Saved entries

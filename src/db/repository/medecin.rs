use rusqlite::{params, Connection, OptionalExtension, Row};

use crate::db::DatabaseError;
use crate::models::*;

const MEDECIN_COLUMNS: &str =
    "id, nom, prenom, specialite, email, telephone, status, notes, created_at";

fn medecin_from_row(row: &Row<'_>) -> rusqlite::Result<Medecin> {
    Ok(Medecin {
        id: row.get(0)?,
        nom: row.get(1)?,
        prenom: row.get(2)?,
        specialite: row.get(3)?,
        email: row.get(4)?,
        telephone: row.get(5)?,
        status: row
            .get::<_, String>(6)?
            .parse()
            .unwrap_or_default(),
        notes: row.get(7)?,
        created_at: row.get(8)?,
    })
}

pub fn insert_medecin(conn: &Connection, medecin: &Medecin) -> Result<(), DatabaseError> {
    conn.execute(
        &format!("INSERT INTO medecins ({MEDECIN_COLUMNS}) VALUES (?1, ?2, ?3, ?4, ?5, ?6, ?7, ?8, ?9)"),
        params![
            medecin.id,
            medecin.nom,
            medecin.prenom,
            medecin.specialite,
            medecin.email,
            medecin.telephone,
            medecin.status.as_str(),
            medecin.notes,
            medecin.created_at,
        ],
    )?;
    Ok(())
}

pub fn get_medecin(conn: &Connection, id: &str) -> Result<Option<Medecin>, DatabaseError> {
    let medecin = conn
        .query_row(
            &format!("SELECT {MEDECIN_COLUMNS} FROM medecins WHERE id = ?1"),
            params![id],
            medecin_from_row,
        )
        .optional()?;
    Ok(medecin)
}

pub fn list_medecins(conn: &Connection) -> Result<Vec<Medecin>, DatabaseError> {
    let mut stmt = conn.prepare(&format!(
        "SELECT {MEDECIN_COLUMNS} FROM medecins ORDER BY nom, prenom"
    ))?;
    let medecins = stmt
        .query_map([], medecin_from_row)?
        .collect::<Result<Vec<_>, _>>()?;
    Ok(medecins)
}

pub fn update_medecin(conn: &Connection, medecin: &Medecin) -> Result<(), DatabaseError> {
    let changed = conn.execute(
        "UPDATE medecins SET nom = ?2, prenom = ?3, specialite = ?4, email = ?5,
             telephone = ?6, status = ?7, notes = ?8
         WHERE id = ?1",
        params![
            medecin.id,
            medecin.nom,
            medecin.prenom,
            medecin.specialite,
            medecin.email,
            medecin.telephone,
            medecin.status.as_str(),
            medecin.notes,
        ],
    )?;
    if changed == 0 {
        return Err(DatabaseError::NotFound {
            entity_type: "medecin".into(),
            id: medecin.id.clone(),
        });
    }
    Ok(())
}

pub fn delete_medecin(conn: &Connection, id: &str) -> Result<(), DatabaseError> {
    let changed = conn.execute("DELETE FROM medecins WHERE id = ?1", params![id])?;
    if changed == 0 {
        return Err(DatabaseError::NotFound {
            entity_type: "medecin".into(),
            id: id.to_string(),
        });
    }
    Ok(())
}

■ **What needs to be done**
Read through the records above and copy the lines that contain "rusqlite".

■ **Answer section**
use rusqlite::{params, Connection, OptionalExtension, Row};
fn medecin_from_row(row: &Row<'_>) -> rusqlite::Result<Medecin> {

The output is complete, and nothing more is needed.